Just one of the perks that ESP offers every day.

Wednesday, October 07, 2009

An Equal Future

Over in the UK, the Equality and Human Rights Commission (EHRC) is tackling the issue of making sure that there are adequate numbers of skilled workers available to meet the demand as more people reach the standard retirement age of 65. Of course, this predicament is not unique to the UK - there are similar concerns in the US and elsewhere. However, I find it refreshing to hear public discourse on the topic.

I like the concept of companies tweaking the "standard" work week to attract and retain skilled employees. Maybe baby-boomers will want to stay in a workforce that allows for more flexibility while encouraging meaningful contributions. Perhaps caregivers, parents and down-shifters would like the same options? I see potential for creating a vibrant, dedicated, flexible workforce comprised of all types of adults that companies could embrace.

The Guardian (UK) ran a column recently outlining the scope of work for the EHRC. Here are some of its goals:

"Britain cannot afford to go on asking people to fit their families around the demands of ever-more intense 24/7 global competition, and marginalising or rejecting workers who fail to fit into traditional and inflexible working arrangements."

"As part of the first phase of Working Better, which focused on families, we found that today's parents want to share work and family more equally, and that there is extensive unmet demand from fathers for more leave with their children."

"We have proposed the current model be replaced with a world-class policy of gender-neutral parental leave by 2020."

"The challenge for government and for employers is to take advantage of these changes by showing a real commitment to flexible working. Only then will we be able to capitalise on the full diversity of talent available to us in 21st-century Britain."

The UK is apparently getting comfortable with the discussion of real, normal, flexible workplaces. And I am encouraged that the policies being discussed are often without reference to gender or parental status. I firmly believe it is possible to establish a workforce that can meet both the demands of business and the desires of all workers.

Thursday, October 01, 2009

Unhealthy Kids? Blame Mom, of Course

The BBC News aired a segment on Monday that examined data from an Institute of Child Health study of 5-year old children. The study looked at the eating habits and physical activity level of 12,500+ kids, breaking them into those with stay-at-home mothers and those whose moms worked at least part-time. The findings? Working moms make kids junk food snackers and couch potatoes. The study's lead author hypothesizes that working moms don't have as much time as SAHMs to devote to providing healthy snacks and limiting TV watching.

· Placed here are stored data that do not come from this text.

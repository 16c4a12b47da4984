use indexmap::IndexMap;
use serde::{Deserialize, Deserializer, Serialize};
use serde_json::{Map, Value};

use super::path::{join_path, split_path};
use crate::error::{MapperError, MapperResult};

/// Flat CGCore record: field name to scalar value.
///
/// Values are JSON values other than objects. Equality ignores field order.
#[derive(Serialize, Debug, Clone, PartialEq, Default)]
#[serde(transparent)]
pub struct FlatRecord {
    fields: IndexMap<String, Value>,
}

impl FlatRecord {
    pub fn new() -> Self {
        Self::default()
    }

    /// Set `field`, returning the previous value. An existing field keeps its
    /// position.
    pub fn insert(&mut self, field: impl Into<String>, value: Value) -> Option<Value> {
        self.fields.insert(field.into(), value)
    }

    pub fn get(&self, field: &str) -> Option<&Value> {
        self.fields.get(field)
    }

    /// Iterate fields in insertion order.
    pub fn iter(&self) -> impl Iterator<Item = (&str, &Value)> + '_ {
        self.fields.iter().map(|(field, value)| (field.as_str(), value))
    }

    pub fn len(&self) -> usize {
        self.fields.len()
    }

    pub fn is_empty(&self) -> bool {
        self.fields.is_empty()
    }

    /// Interpret a boundary payload as a flat record.
    ///
    /// # Errors
    ///
    /// Returns `MapperError::BoundaryParse` if `value` is not a JSON object or
    /// if any of its values is itself an object.
    pub fn from_json(value: Value) -> MapperResult<Self> {
        Self::from_json_keeping(value, |_| true)
    }

    /// Like [`FlatRecord::from_json`], but fields for which `keep` returns
    /// `false` are dropped before their values are looked at.
    ///
    /// # Errors
    ///
    /// Returns `MapperError::BoundaryParse` if `value` is not a JSON object or
    /// if a kept field holds an object.
    pub fn from_json_keeping<F>(value: Value, mut keep: F) -> MapperResult<Self>
    where
        F: FnMut(&str) -> bool,
    {
        let map = match value {
            Value::Object(map) => map,
            other => {
                return Err(MapperError::BoundaryParse(format!(
                    "expected a flat CGCore object, found {}",
                    json_kind(&other)
                )))
            }
        };

        let mut record = Self::new();
        for (field, value) in map {
            if !keep(&field) {
                continue;
            }
            if value.is_object() {
                return Err(MapperError::BoundaryParse(format!(
                    "CGCore field '{}' must hold a scalar value, found an object",
                    field
                )));
            }
            record.insert(field, value);
        }
        Ok(record)
    }

    pub fn into_json(self) -> Value {
        Value::Object(self.fields.into_iter().collect())
    }
}

impl<K: Into<String>> FromIterator<(K, Value)> for FlatRecord {
    fn from_iter<I: IntoIterator<Item = (K, Value)>>(iter: I) -> Self {
        Self {
            fields: iter.into_iter().map(|(k, v)| (k.into(), v)).collect(),
        }
    }
}

impl<'de> Deserialize<'de> for FlatRecord {
    fn deserialize<D: Deserializer<'de>>(deserializer: D) -> Result<Self, D::Error> {
        let value = Value::deserialize(deserializer)?;
        Self::from_json(value).map_err(serde::de::Error::custom)
    }
}

/// A node of an ISO 19115 tree.
#[derive(Serialize, Debug, Clone, PartialEq)]
#[serde(untagged)]
pub enum IsoNode {
    /// Any non-object JSON value.
    Leaf(Value),
    /// Child nodes keyed by path segment.
    Branch(HierarchicalTree),
}

impl IsoNode {
    fn from_json(value: Value) -> Self {
        match value {
            Value::Object(map) => IsoNode::Branch(HierarchicalTree::from_map(map)),
            other => IsoNode::Leaf(other),
        }
    }

    fn into_json(self) -> Value {
        match self {
            IsoNode::Leaf(value) => value,
            IsoNode::Branch(tree) => tree.into_json(),
        }
    }

    /// Turn this node into a branch, discarding a leaf value if present.
    fn make_branch(&mut self) -> &mut HierarchicalTree {
        match self {
            IsoNode::Branch(tree) => tree,
            IsoNode::Leaf(_) => {
                *self = IsoNode::Branch(HierarchicalTree::default());
                self.make_branch()
            }
        }
    }
}

/// Hierarchical ISO 19115 tree whose leaves are addressed by slash-joined
/// paths. Child order follows insertion; equality ignores it.
#[derive(Serialize, Debug, Clone, PartialEq, Default)]
#[serde(transparent)]
pub struct HierarchicalTree {
    children: IndexMap<String, IsoNode>,
}

impl HierarchicalTree {
    pub fn new() -> Self {
        Self::default()
    }

    /// Interpret a boundary payload as a tree.
    ///
    /// # Errors
    ///
    /// Returns `MapperError::BoundaryParse` if `value` is not a JSON object.
    pub fn from_json(value: Value) -> MapperResult<Self> {
        match value {
            Value::Object(map) => Ok(Self::from_map(map)),
            other => Err(MapperError::BoundaryParse(format!(
                "expected an ISO 19115 object, found {}",
                json_kind(&other)
            ))),
        }
    }

    fn from_map(map: Map<String, Value>) -> Self {
        Self {
            children: map
                .into_iter()
                .map(|(key, value)| (key, IsoNode::from_json(value)))
                .collect(),
        }
    }

    pub fn into_json(self) -> Value {
        Value::Object(
            self.children
                .into_iter()
                .map(|(key, node)| (key, node.into_json()))
                .collect(),
        )
    }

    pub fn get(&self, segment: &str) -> Option<&IsoNode> {
        self.children.get(segment)
    }

    /// Node at a slash-delimited path. The empty path has no node.
    pub fn get_path(&self, path: &str) -> Option<&IsoNode> {
        let segments = split_path(path);
        let (last, parents) = segments.split_last()?;
        let mut current = self;
        for segment in parents {
            match current.children.get(*segment)? {
                IsoNode::Branch(tree) => current = tree,
                IsoNode::Leaf(_) => return None,
            }
        }
        current.children.get(*last)
    }

    /// Leaf value at a slash-delimited path.
    pub fn leaf_at(&self, path: &str) -> Option<&Value> {
        match self.get_path(path)? {
            IsoNode::Leaf(value) => Some(value),
            IsoNode::Branch(_) => None,
        }
    }

    /// Write `value` at the location named by `segments`, creating branches on
    /// the way down. Whatever already sits at a segment in the way is replaced:
    /// a leaf blocking descent becomes an empty branch, and the final segment
    /// is overwritten even if it held a branch.
    ///
    /// Returns `false` without touching the tree when `segments` is empty.
    pub fn insert_at(&mut self, segments: &[&str], value: Value) -> bool {
        let Some((last, parents)) = segments.split_last() else {
            return false;
        };
        let mut current = self;
        for segment in parents {
            current = current
                .children
                .entry((*segment).to_string())
                .or_insert_with(|| IsoNode::Branch(HierarchicalTree::default()))
                .make_branch();
        }
        current
            .children
            .insert((*last).to_string(), IsoNode::Leaf(value));
        true
    }

    /// Every leaf with its full slash-joined path, depth-first in child order.
    pub fn leaves(&self) -> Vec<(String, &Value)> {
        let mut out = Vec::new();
        self.collect_leaves("", &mut out);
        out
    }

    fn collect_leaves<'a>(&'a self, prefix: &str, out: &mut Vec<(String, &'a Value)>) {
        for (key, node) in &self.children {
            let path = join_path(prefix, key);
            match node {
                IsoNode::Branch(tree) => tree.collect_leaves(&path, out),
                IsoNode::Leaf(value) => out.push((path, value)),
            }
        }
    }

    /// Number of direct children.
    pub fn len(&self) -> usize {
        self.children.len()
    }

    pub fn is_empty(&self) -> bool {
        self.children.is_empty()
    }
}

impl<'de> Deserialize<'de> for HierarchicalTree {
    fn deserialize<D: Deserializer<'de>>(deserializer: D) -> Result<Self, D::Error> {
        let value = Value::deserialize(deserializer)?;
        Self::from_json(value).map_err(serde::de::Error::custom)
    }
}

fn json_kind(value: &Value) -> &'static str {
    match value {
        Value::Null => "null",
        Value::Bool(_) => "a boolean",
        Value::Number(_) => "a number",
        Value::String(_) => "a string",
        Value::Array(_) => "an array",
        Value::Object(_) => "an object",
    }
}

What about the dads? The researchers wave them away as background noise. They didn't examine men's work hours because these haven't seemed to change whereas women's work hours have. This argument doesn't make much sense to me, unless they really mean that they could not find a large enough cohort of stay-at-home dads to include in the study.

But the bigger issue is why this kind of research continues to be conducted and then promoted as 'blame the moms' fodder. Father employment levels may not have changed as much as mother employment varies, but father involvement sure has changed. And what if parental involvement counts more than a 'yes/no' response to a "Do you work?" question?

Parents who haven't got time, or energy, or knowledge, or inclination, to care what their children are eating or doing will probably raise children who eat more chips and log more tube time. Parents who have chosen to balance their lives (regardless of whether this includes working) and care about these issues will take the steps to teach their kids to lead healthy and active lives. With ESP, for example, both parents have plenty of time with their kids (together at least as much as a SAHP would have, in most cases), and they are both equally competent to handle the nutrition and exercise issue every day.

Can we stop blaming the moms and ignoring the dads?

Hat tip to Melissa for sharing this news.